Patrick Bloche ne va sans doute pas se faire que des amis dans le PAF. Hier, le président PS de la commission de la Culture de l'Assemblée nationale a dévoilé une ambitieuse proposition de loi "visant à renforcer la liberté, l'indépendance et le pluralisme des médias". Préparée en "étroite collaboration" avec le ministère de la Culture et adoptée avant-hier par le groupe socialiste, cette dernière se veut une réponse au vaste mouvement de concentration actuellement à l'oeuvre dans les médias, de la reprise en main de Canal+ par Vincent Bolloré à l'émergence de "l'empire Patrick Drahi".
Première priorité de cette proposition de loi : mieux protéger les journalistes des pressions de leur direction. Le texte prévoit ainsi de graver dans la loi de 1881 sur la liberté de la presse le principe selon lequel "tout journaliste a le droit de refuser toute pression, de refuser de signer un article, une émission, partie d'émission ou une contribution dont la forme ou le contenu auraient été modifiés à son insu ou contre sa volonté". Un journaliste ne pourra plus "être contraint à accepter un acte contraire à son intime conviction professionnelle".
En écho aux récentes polémiques touchant Canal+, le texte veut aussi généraliser les comités d'éthique dans l'ensemble des radios et télévisions nationales "diffusant des émissions d'information politique et générale". Les nouvelles structures seront chargées de veiller à "l'honnêteté, l'indépendance, le pluralisme de l'information et des programmes". Ils pourront s'autosaisir mais surtout être "consulté(s) pour avis" par tout un chacun, "une disposition qui fera sans doute débat" selon Patrick Bloche. Les comité d'éthique devront aussi signaler au CSA tout dérapage et rendre public leur bilan annuel.

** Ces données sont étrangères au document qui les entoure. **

fn take_be64(bts: &[u8]) -> Result<(u64, &[u8]), DecodeError> {
    let (head, rest) = take(bts, 8)?;
    let mut b = [0u8; 8];
    b.copy_from_slice(head);
    Ok((u64::from_be_bytes(b), rest))
}

/// Reports whether the next object in `bts` is nil.
pub fn is_nil_bytes(bts: &[u8]) -> bool {
    bts.first() == Some(&marker::NIL)
}

pub fn read_nil_bytes(bts: &[u8]) -> Result<&[u8], DecodeError> {
    let (m, rest) = take1(bts)?;
    if m != marker::NIL {
        return Err(DecodeError::mismatch("nil", m));
    }
    Ok(rest)
}

pub fn read_bool_bytes(bts: &[u8]) -> Result<(bool, &[u8]), DecodeError> {
    let (m, rest) = take1(bts)?;
    match m {
        marker::TRUE => Ok((true, rest)),
        marker::FALSE => Ok((false, rest)),
        _ => Err(DecodeError::mismatch("bool", m)),
    }
}

pub fn read_i64_bytes(bts: &[u8]) -> Result<(i64, &[u8]), DecodeError> {
    let (m, rest) = take1(bts)?;
    match m {
        0x00..=0x7f => Ok((m as i64, rest)),
        0xe0..=0xff => Ok((m as i8 as i64, rest)),
        marker::I8 => {
            let (b, rest) = take1(rest)?;
            Ok((b as i8 as i64, rest))
        }
        marker::I16 => {
            let (u, rest) = take_be16(rest)?;
            Ok((u as i16 as i64, rest))
        }
        marker::I32 => {
            let (u, rest) = take_be32(rest)?;
            Ok((u as i32 as i64, rest))
        }
        marker::I64 => {
            let (u, rest) = take_be64(rest)?;
            Ok((u as i64, rest))
        }
        marker::U8 => {
            let (b, rest) = take1(rest)?;
            Ok((b as i64, rest))
        }
        marker::U16 => {
            let (u, rest) = take_be16(rest)?;
            Ok((u as i64, rest))
        }
        marker::U32 => {
            let (u, rest) = take_be32(rest)?;
            Ok((u as i64, rest))
        }
        marker::U64 => {
            let (u, rest) = take_be64(rest)?;
            let i = i64::try_from(u).map_err(|_| DecodeError::overflow(u as i128, 64))?;
            Ok((i, rest))
        }
        _ => Err(DecodeError::mismatch("int", m)),
    }
}

pub fn read_i32_bytes(bts: &[u8]) -> Result<(i32, &[u8]), DecodeError> {
    let (i, rest) = read_i64_bytes(bts)?;
    let v = i32::try_from(i).map_err(|_| DecodeError::overflow(i as i128, 32))?;
    Ok((v, rest))
}

pub fn read_i16_bytes(bts: &[u8]) -> Result<(i16, &[u8]), DecodeError> {
    let (i, rest) = read_i64_bytes(bts)?;
    let v = i16::try_from(i).map_err(|_| DecodeError::overflow(i as i128, 16))?;
    Ok((v, rest))
}

pub fn read_i8_bytes(bts: &[u8]) -> Result<(i8, &[u8]), DecodeError> {
    let (i, rest) = read_i64_bytes(bts)?;
    let v = i8::try_from(i).map_err(|_| DecodeError::overflow(i as i128, 8))?;
    Ok((v, rest))
}

pub fn read_isize_bytes(bts: &[u8]) -> Result<(isize, &[u8]), DecodeError> {
    let (i, rest) = read_i64_bytes(bts)?;
    let v = isize::try_from(i).map_err(|_| DecodeError::overflow(i as i128, 64))?;
    Ok((v, rest))
}

pub fn read_u64_bytes(bts: &[u8]) -> Result<(u64, &[u8]), DecodeError> {
    let (m, rest) = take1(bts)?;
    match m {
        0x00..=0x7f => Ok((m as u64, rest)),
        marker::U8 => {
            let (b, rest) = take1(rest)?;
            Ok((b as u64, rest))
        }
        marker::U16 => {
            let (u, rest) = take_be16(rest)?;
            Ok((u as u64, rest))
        }
        marker::U32 => {
            let (u, rest) = take_be32(rest)?;
            Ok((u as u64, rest))
        }
        marker::U64 => take_be64(rest),
        marker::I8 | marker::I16 | marker::I32 | marker::I64 | 0xe0..=0xff => {
            let (i, rest) = read_i64_bytes(bts)?;
            let u = u64::try_from(i).map_err(|_| DecodeError::overflow(i as i128, 64))?;
            Ok((u, rest))
        }
        _ => Err(DecodeError::mismatch("uint", m)),
    }
}

pub fn read_u32_bytes(bts: &[u8]) -> Result<(u32, &[u8]), DecodeError> {
    let (u, rest) = read_u64_bytes(bts)?;
    let v = u32::try_from(u).map_err(|_| DecodeError::overflow(u as i128, 32))?;
    Ok((v, rest))
}

pub fn read_u16_bytes(bts: &[u8]) -> Result<(u16, &[u8]), DecodeError> {
    let (u, rest) = read_u64_bytes(bts)?;
    let v = u16::try_from(u).map_err(|_| DecodeError::overflow(u as i128, 16))?;
    Ok((v, rest))
}

pub fn read_u8_bytes(bts: &[u8]) -> Result<(u8, &[u8]), DecodeError> {
    let (u, rest) = read_u64_bytes(bts)?;
    let v = u8::try_from(u).map_err(|_| DecodeError::overflow(u as i128, 8))?;
    Ok((v, rest))
}

pub fn read_byte_bytes(bts: &[u8]) -> Result<(u8, &[u8]), DecodeError> {
    read_u8_bytes(bts)
}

Alors que l'indépendance du nouveau comité d'éthique de Canal+ a été récemment remise en cause, le législateur veut désormais s'assurer de la fiabilité de leur composition. Ne pourra ainsi être membre d'un comité d'éthique d'une chaîne de télévision, une personne qui a eu, "pendant ses fonctions et dans un délai de trois ans avant sa nomination", un quelconque intérêt ou lien avec la chaîne, l'un de ses actionnaires, ou une quelconque société dans laquelle la chaîne ou un actionnaire détient une participation. "Soit on respectera ces dispositions et on sera dans la légalité. Soit on ne les respectera pas et on sera dans l'illégalité", souligne Patrick Bloche. A bon entendeur, salut.
La composition et les modalités de fonctionnement de ces comités d'éthique seront gravées dans le marbre des conventions signées entre les chaînes privées et le CSA. Ce dernier veillera au respect des principes d'honnêteté, d'indépendance et de pluralisme à l'occasion des renouvellements des conventions de chaînes ou lors de l'attribution de nouvelles autorisations à émettre.

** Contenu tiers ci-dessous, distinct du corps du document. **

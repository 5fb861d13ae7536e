//! tidescaled — the tidescale daemon.
//!
//! # Usage
//!
//! ```text
//! tidescaled run --config /etc/tidescale/tidescale.toml --variant adaptive
//! tidescaled capacity --config /etc/tidescale/tidescale.toml
//! tidescaled limit --node tikv-0=40 --node tikv-1=40
//! tidescaled config --variant adaptive
//! ```

use std::collections::BTreeMap;
use std::net::SocketAddr;
use std::path::{Path, PathBuf};
use std::sync::Arc;

use anyhow::Context;
use clap::Parser;
use tokio::sync::watch;
use tracing::{error, info};

use tidescale_autoscale::{Runner, build_engine};
use tidescale_core::{BandwidthLimit, ResourceLedger};
use tidescale_ledger::LedgerStore;
use tidescaled::cli::{Cli, Command, RunArgs, load_config};
use tidescaled::{build_status_router, logging, wiring};

#[tokio::main]
async fn main() -> anyhow::Result<()> {
    let cli = Cli::parse();
    logging::init(cli.log_format);

    match cli.command {
        Command::Run(args) => run(args).await,
        Command::Capacity { config } => capacity(config).await,
        Command::Limit { config, nodes } => limit(config, nodes).await,
        Command::Config(args) => {
            let config = args.load()?;
            // Validate before printing so a bad file fails here too.
            config.engine_config()?;
            print!("{}", config.to_toml_string()?);
            Ok(())
        }
    }
}

async fn run(args: RunArgs) -> anyhow::Result<()> {
    let config = args.load()?;
    let engine_config = config.engine_config()?;
    info!(
        variant = %engine_config.variant(),
        replicas = engine_config.initial_replicas,
        ceiling = engine_config.initial_ceiling,
        "tidescale daemon starting"
    );

    let ledger = open_ledger(Path::new(&config.ledger.path))?;
    let collaborators = wiring::collaborators(&config)?;
    let runner = Arc::new(Runner::new(build_engine(engine_config, collaborators), ledger));

    let (shutdown_tx, shutdown_rx) = watch::channel(false);

    let runner_handle = tokio::spawn({
        let runner = runner.clone();
        let shutdown = shutdown_rx.clone();
        async move { runner.run(shutdown).await }
    });

    let status_handle = if config.status.enabled {
        let addr: SocketAddr = config
            .status
            .listen
            .parse()
            .with_context(|| format!("invalid status.listen {:?}", config.status.listen))?;
        let listener = tokio::net::TcpListener::bind(addr).await?;
        info!(%addr, "status server listening");

        let router = build_status_router(runner.subscribe());
        let mut shutdown = shutdown_rx.clone();
        Some(tokio::spawn(async move {
            let server = axum::serve(listener, router).with_graceful_shutdown(async move {
                let _ = shutdown.changed().await;
            });
            if let Err(e) = server.await {
                error!(error = %e, "status server failed");
            }
        }))
    } else {
        None
    };

    wait_for_shutdown(shutdown_tx).await;

    let _ = runner_handle.await;
    if let Some(handle) = status_handle {
        let _ = handle.await;
    }
    info!("tidescale daemon stopped");
    Ok(())
}

async fn capacity(path: Option<PathBuf>) -> anyhow::Result<()> {
    let config = load_config(path.as_deref())?;
    let (planner, interval) = wiring::capacity_planner(&config)?;
    let (shutdown_tx, shutdown_rx) = watch::channel(false);

    let handle = tokio::spawn(async move { planner.run(interval, shutdown_rx).await });

    wait_for_shutdown(shutdown_tx).await;
    let _ = handle.await;
    info!("capacity planner stopped");
    Ok(())
}

async fn limit(path: Option<PathBuf>, nodes: Vec<(String, f64)>) -> anyhow::Result<()> {
    let config = load_config(path.as_deref())?;
    let coordinator = wiring::coordinator_client(&config)?;
    let limits: BTreeMap<String, BandwidthLimit> = nodes
        .into_iter()
        .map(|(node, mbps)| (node, BandwidthLimit::from_mbps(mbps)))
        .collect();

    coordinator
        .set_node_limits(&config.cluster.namespace, &limits)
        .await
        .context("set per-node limits")?;
    for (node, limit) in &limits {
        println!("{node}\tread={}\twrite={}", limit.read, limit.write);
    }
    Ok(())
}

fn open_ledger(path: &Path) -> anyhow::Result<Arc<dyn ResourceLedger>> {
    if let Some(parent) = path.parent()
        && !parent.as_os_str().is_empty()
    {
        std::fs::create_dir_all(parent)
            .with_context(|| format!("create ledger directory {}", parent.display()))?;
    }
    let store = LedgerStore::open(path)?;
    info!(path = %path.display(), "ledger opened");
    Ok(Arc::new(store))
}

/// Block until Ctrl-C, then flip the shutdown channel.
async fn wait_for_shutdown(shutdown_tx: watch::Sender<bool>) {
    if let Err(e) = tokio::signal::ctrl_c().await {
        error!(error = %e, "failed to listen for ctrl-c, shutting down");
    }
    info!("shutdown signal received");
    let _ = shutdown_tx.send(true);
}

La proposition de loi de Patrick Bloche veut enfin lever le voile sur les actionnariats des organes de presse particulièrement opaques pour l'instant. Si elle est adoptée telle quelle, la proposition de loi forcera ainsi les journaux à dévoiler publiquement chaque année l'identité de leurs actionnaires et la part qu'ils détiennent dans la société de presse. Si elle est véritablement mise en oeuvre, cette disposition pourrait réserver de nombreuses surprises...
Patrick Bloche s'attend à un débat "chaud" autour de sa proposition de loi. "Ca va un peu remuer. Certains vont bientôt se mettre en mouvement pour obtenir la modification de certaines dispositions", prédit-il. Plusieurs groupes comme Canal+ et NextRadioTV (BFMTV, RMC) ont en tout cas déjà fait part de leur volonté d'être entendus prochainement par les parlementaires dans ce dossier. Alors que le texte devrait être déposé la semaine prochaine sur le bureau de l'Assemblée nationale, Patrick Bloche espère boucler sa première lecture devant la Chambre basse "avant le printemps".